NASHVILLE, Tenn. (ABP) — “Then God showed up, and all hell broke loose.”
That's how William Willimon described Pentecost, but he added that it was a far cry from the lukewarm homilies found in pulpits today.
A Methodist bishop and former professor at Duke University, Willimon told ministers at a Nashville, Tenn., conference that while Pentecost led to powerful Christian preaching, too many modern-day pastors water down their messages. The church leaders had come from across the nation to the 15th-annual Festival of Homiletics, hosted by First Baptist Church.

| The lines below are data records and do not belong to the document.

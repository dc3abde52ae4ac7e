mod codec;
mod events;
mod hosts;
mod paxos;
mod pool;
mod proposal;
mod router;
mod state;

#[macro_use]
extern crate log;

use {
    clap::Parser,
    env_logger::{fmt::Color, Builder},
    log::{Level, LevelFilter},
    std::{
        env,
        io::{self, Write},
        path::PathBuf,
        process::exit,
        str::FromStr,
        time::Duration,
    },
};

const VERSION: &str = env!("CARGO_PKG_VERSION");
const DEFAULT_LOG_LEVEL: LevelFilter = LevelFilter::Info;
const PORT: u16 = 8080;

/// Single-decree Paxos over a fixed-role cluster described by a hosts
/// manifest.
#[derive(Parser)]
#[command(name = "paxos", version = VERSION, about = "An implementation of single-decree Paxos.")]
struct Cli {
    /// Path to the hosts manifest.
    #[arg(short = 'h', value_name = "PATH")]
    hosts: PathBuf,

    /// Single-character proposal value. First character used.
    #[arg(short = 'v', value_name = "CHAR")]
    value: Option<String>,

    /// Delay, in seconds, before starting the proposer phase.
    #[arg(short = 't', value_name = "SECONDS", default_value_t = 0)]
    delay: u64,
}

fn set_up_logging() {
    Builder::new()
        .filter_module(
            module_path!(),
            LevelFilter::from_str(&env::var("LOG_LEVEL").unwrap_or_else(|_| DEFAULT_LOG_LEVEL.to_string()))
                .unwrap_or(DEFAULT_LOG_LEVEL),
        )
        .format(|buf, record| {
            let mut style = buf.style();
            style.set_bold(true);
            match record.level() {
                Level::Error => {
                    style.set_color(Color::Red);
                }
                Level::Warn => {
                    style.set_color(Color::Yellow);
                }
                Level::Info => {
                    style.set_color(Color::Green);
                }
                Level::Debug | Level::Trace => {
                    style.set_color(Color::Blue);
                }
            }
            let indent_size = record.level().to_string().len() + 3;
            let indent = &" ".repeat(indent_size);
            let options = textwrap::Options::with_termwidth()
                .initial_indent(indent)
                .subsequent_indent(indent);
            writeln!(
                buf,
                "{} {}",
                style.value(format!("[{}]", record.level())),
                &textwrap::fill(&record.args().to_string(), &options)[indent_size..],
            )
        })
        .init();
}

/// Resolve this process's own hostname, short-formed to match the names
/// that appear in the hosts manifest.
fn local_hostname() -> io::Result<String> {
    let raw = hostname::get()?
        .into_string()
        .map_err(|_| io::Error::new(io::ErrorKind::InvalidData, "hostname is not valid UTF-8"))?;
    Ok(hosts::short_hostname(&raw).to_string())
}

fn build_state(cli: &Cli) -> io::Result<state::PeerState> {
    let manifest = hosts::Manifest::read(&cli.hosts).map_err(|error| io::Error::new(io::ErrorKind::InvalidInput, error.to_string()))?;

    let me = local_hostname()?;
    let peers = manifest.peers();
    let server_id = hosts::Manifest::peer_id_of(&me, &peers)
        .map_err(|error| io::Error::new(io::ErrorKind::InvalidInput, error.to_string()))?;
    let server_id = i32::try_from(server_id)
        .map_err(|_| io::Error::new(io::ErrorKind::InvalidInput, "server id overflowed i32"))?;

    let proposer_id = manifest.proposer_id(&me);
    let acceptors = manifest.acceptors_for(proposer_id);

    let proposal_value = cli
        .value
        .as_ref()
        .and_then(|raw| raw.chars().next())
        .map_or(0, |c| c as i32);

    Ok(state::PeerState::new(server_id, proposer_id, acceptors, proposal_value))
}

#[tokio::main]
async fn main() {
    set_up_logging();

    let cli = Cli::parse();

    let state = match build_state(&cli) {
        Ok(state) => state,
        Err(error) => {
            error!("{error}");
            exit(1);
        }
    };

    if let Err(error) = router::run(PORT, state, Duration::from_secs(cli.delay)).await {
        error!("{error}");
        exit(1);
    }
}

“A lot of preaching today is in the proverbial mode,” Willimon said. “Basically the sermon becomes an announcement that, 'I have found four, three, five biblical principles that will help you at work or help you in your marriage.' I wish being a Christian were that easy.”
The festival drew more than 1,600 people, according to organizer David Howell. It was sponsored by Lectionary Homiletics and other publications that make preaching resources for ministers.
Since its inception in 1993, the festival has featured some of the top names in Protestant preaching. Among the speakers joining Willimon this year were Fred Craddock, professor emeritus of preaching and New Testament at Emory University, and James Forbes Jr., who is retiring as senior minister of the historic Riverside Church in New York City.
Speaking on the final day of the week-long festival, Willimon warned against sermons that reduce Christianity to tidy lists of principles for living — “Power-Point preaching” — instead of focusing on a God who is powerful, personal and unpredictable.
“Preaching is hard because it is an encounter with the living Christ,” Willimon emphasized. Quoting martyred German pastor Dietrich Bonhoeffer, the Methodist bishop defined the work of a minister as “the gutsy willingness to let Jesus walk among his people.”
Willimon, who oversees 800 Methodist pastors in Alabama, criticized two well-known Christian authors to emphasize that the minister's task is to present a deity who defies all attempts to contain him.
He questioned the promise of spiritual fulfillment in the introduction to California Baptist pastor Rick Warren's bestselling The Purpose-Driven Life. If completing 40 days of spiritual homework will answer every question about life and faith, “don't bother with worshiping the Trinity,” Willimon said.
The Methodist speaker saw Warren's formula for success as “perilously close” to one offered by Christian author Marcus Borg, author of The Heart of Christianity. Willimon also questioned Borg's pledge of “a way of seeing Christianity that makes persuasive and compelling sense of life,” quipping that Borg seems to have discovered how to “help you keep Jesus quiet.”
Well-known author and former pastor Brian McLaren, another festival speaker, similarly bemoaned sermons that he said diminish the power of the Christian story.
“The tragic thing is to think how many churches this Sunday will be treated to safe, nice, harmless, insignificant, intramural, and trivial-pursuit sermons,” McLaren said. “There are going to be an awful lot of sermons preached in Christian churches … that actually probably help the world become a worse place. They will use the Bible, and God, and Jesus, to increase greed, to increase fear, to increase alienation, resentment, scapegoating, escapist thinking, fatalism, and an approach of abandonment toward the world.”
But McLaren also offered his audience hope in the form of specific suggestions for “transformational” Christian proclamation.
“Don't assume it will be easy,” he said. “Many of our Christians have been converted into consumers of religious goods and services. When you come to them with … a call to be disciples or agents of the transforming kingdom of God, they won't say, ‘At last! Thank you.'”
And he encouraged preachers not to miss the proverbial forest for the trees. Rather than preaching from a few isolated verses, pastors would do well to present the sweeping themes of scripture, he said. The core of the biblical message is the story of God's involvement in “our messed-up, self-destructive world,” McLaren said.
Pastors attending the Nashville festival said it provided an opportunity they seldom enjoy: the chance to hear sermons by other people.
Milton Barry, an Anglican priest and pastor of Grace Church on the Hill in Toronto, Canada, said he attended in order to be “stimulated by good preaching.” Frank Lewis, senior pastor at Nashville's First Baptist, called the speakers “top drawer.”
Lewis also observed that a “common denominator” among the different denominations represented at the festival was that all participants and their congregations stood to benefit from stronger messages from the pulpit.
“I think it was a very worthwhile bridge for us to try to build with others from around Christendom,” Lewis said. “We were there to promote good preaching.”